Y es que, efectivamente, hoy estamos en presencia de una simple verdad: en la sociedad dominicana se siente la expectación que es propia de los grandes estremecimientos históricos: rugen por doquier vientos huracanados de cambio político (tal y como ponen sobre el tapete las encuestas de fiar y las manifestaciones cotidianas de la gente en las calles y en los medios de comunicación), y la impotencia y la imposibilidad gubernamental de contenerlos son más que evidentes.
En cuanto a las encuestas, las tres más certeras y creíbles que se han conocido sitúan al candidato del gobierno en una posición de derrota aplastante: una (la Gallup-Hoy) lo coloca a 18.2 puntos porcentuales por debajo, otra (la Greenberg) lo coloca en una desventaja de 27 puntos, y la que lo trata de manera más generosa (la Mark Penn) lo sitúa perdiendo por 12 puntos. Como en todos los casos se pergeña como viable una solución de primera vuelta, la inferencia es obvia: le llegó su “mala hora” al gobierno y el PLD.
En lo atinente a las manifestaciones diarias de la gente, cada vez más dominicanos se pronuncian contra la opción presidencial oficialista a viva voz en lugares públicos o mediante actos de juramentación o adhesión ante la dirigencia de la oposición, cada vez más se nota el la mudez y la frustración de sus prosélitos más entusiastas, y cada vez más se incrementa la inundación de denuncias y muestras de rechazo que se producen tanto en los medios convencionales de comunicación como en los digitales.

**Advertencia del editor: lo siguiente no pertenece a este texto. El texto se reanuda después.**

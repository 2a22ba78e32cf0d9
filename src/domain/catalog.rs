// ==========================================
// 合同录入引擎 - 经济条款目录 (只读参考数据)
// ==========================================
// 职责: 供应商/买方/产品/国家/贸易术语/公式/市场指数
// 红线: 会话内只读，不可修改
// ==========================================

use serde::{Deserialize, Serialize};

/// 目录中代表"不适用"的公式名称
pub const NOT_APPLICABLE_FORMULA: &str = "No Aplica";

/// 通用参考数据条目（供应商、买方、产品、国家、贸易术语）
#[derive(Debug, Clone, PartialEq, Eq, Serialize, Deserialize)]
pub struct CatalogEntry {
    pub id: String,
    pub name: String,
}

/// 应付公式（带扣减标志）
#[derive(Debug, Clone, PartialEq, Eq, Serialize, Deserialize)]
pub struct PayableFormula {
    pub id: String,
    pub name: String,
    pub is_deduction: bool,
}

/// 罚则公式 / 精炼费用公式
#[derive(Debug, Clone, PartialEq, Eq, Serialize, Deserialize)]
pub struct FormulaDefinition {
    pub id: String,
    pub name: String,
}

/// 市场指数
#[derive(Debug, Clone, PartialEq, Eq, Serialize, Deserialize)]
pub struct MarketIndex {
    pub id: String,
    pub name: String,
}

/// 经济条款目录
///
/// 每个向导会话加载一次；所有表读取完成前会话不可用
#[derive(Debug, Clone, Default, PartialEq, Serialize, Deserialize)]
pub struct EconomicTermCatalog {
    pub vendors: Vec<CatalogEntry>,
    pub buyers: Vec<CatalogEntry>,
    pub products: Vec<CatalogEntry>,
    pub countries: Vec<CatalogEntry>,
    pub incoterms: Vec<CatalogEntry>,
    pub payable_formulas: Vec<PayableFormula>,
    pub penalty_formulas: Vec<FormulaDefinition>,
    pub refining_expense_formulas: Vec<FormulaDefinition>,
    pub market_indices: Vec<MarketIndex>,
}

impl EconomicTermCatalog {
    pub fn payable_formula(&self, id: &str) -> Option<&PayableFormula> {
        self.payable_formulas.iter().find(|f| f.id == id)
    }

    pub fn penalty_formula(&self, id: &str) -> Option<&FormulaDefinition> {
        self.penalty_formulas.iter().find(|f| f.id == id)
    }

    pub fn refining_expense_formula(&self, id: &str) -> Option<&FormulaDefinition> {
        self.refining_expense_formulas.iter().find(|f| f.id == id)
    }

    pub fn market_index(&self, id: &str) -> Option<&MarketIndex> {
        self.market_indices.iter().find(|m| m.id == id)
    }

    pub fn incoterm(&self, id: &str) -> Option<&CatalogEntry> {
        self.incoterms.iter().find(|e| e.id == id)
    }

    /// 新建应付条款时使用的扣减公式
    ///
    /// 优先选择非"No Aplica"的扣减公式
    pub fn deduction_payable_formula(&self) -> Option<&PayableFormula> {
        self.payable_formulas
            .iter()
            .filter(|f| f.is_deduction)
            .find(|f| !is_not_applicable_name(&f.name))
            .or_else(|| self.payable_formulas.iter().find(|f| f.is_deduction))
    }

    /// 各表条目数（日志用）
    pub fn table_sizes(&self) -> [(&'static str, usize); 9] {
        [
            ("vendor", self.vendors.len()),
            ("buyer", self.buyers.len()),
            ("product", self.products.len()),
            ("country", self.countries.len()),
            ("incoterm", self.incoterms.len()),
            ("payable_formula", self.payable_formulas.len()),
            ("penalty_formula", self.penalty_formulas.len()),
            ("refining_expense_formula", self.refining_expense_formulas.len()),
            ("market_index", self.market_indices.len()),
        ]
    }
}

/// 公式名称是否为"不适用"哨兵
pub fn is_not_applicable_name(name: &str) -> bool {
    name == NOT_APPLICABLE_FORMULA
}

#[cfg(test)]
mod tests {
    use super::*;

    fn formula(id: &str, name: &str, is_deduction: bool) -> PayableFormula {
        PayableFormula {
            id: id.to_string(),
            name: name.to_string(),
            is_deduction,
        }
    }

    #[test]
    fn test_deduction_formula_prefers_applicable_entry() {
        let catalog = EconomicTermCatalog {
            payable_formulas: vec![
                formula("PF-NA", NOT_APPLICABLE_FORMULA, true),
                formula("PF-FIX", "Pago Fijo", false),
                formula("PF-DED", "Deducción Porcentual", true),
            ],
            ..Default::default()
        };

        assert_eq!(catalog.deduction_payable_formula().unwrap().id, "PF-DED");
    }

    #[test]
    fn test_deduction_formula_missing() {
        let catalog = EconomicTermCatalog {
            payable_formulas: vec![formula("PF-FIX", "Pago Fijo", false)],
            ..Default::default()
        };

        assert!(catalog.deduction_payable_formula().is_none());
    }

    #[test]
    fn test_not_applicable_name_is_exact() {
        assert!(is_not_applicable_name("No Aplica"));
        assert!(!is_not_applicable_name("no aplica"));
        assert!(!is_not_applicable_name("No Aplica "));
    }
}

No hay, pues, en el panorama político de hoy, si hemos de ser objetivos, ni factores materiales o subjetivos (muestreos, estudios de opinión, percepciones, etcétera) ni modelos de análisis (estadísticos, sociológicos, politológicos, combinados, etcétera) que den pie razonablemente a la posibilidad de que haya una segunda vuelta electoral: todo indica que este domingo 5 de julio habrá un voto de avalancha que definirá incontestablemente la contienda comicial, y el próximo presidente de la república lo será el licenciado Luis Abinader.
(*) El autor es abogado y politólogo. Reside en Santo Domingo.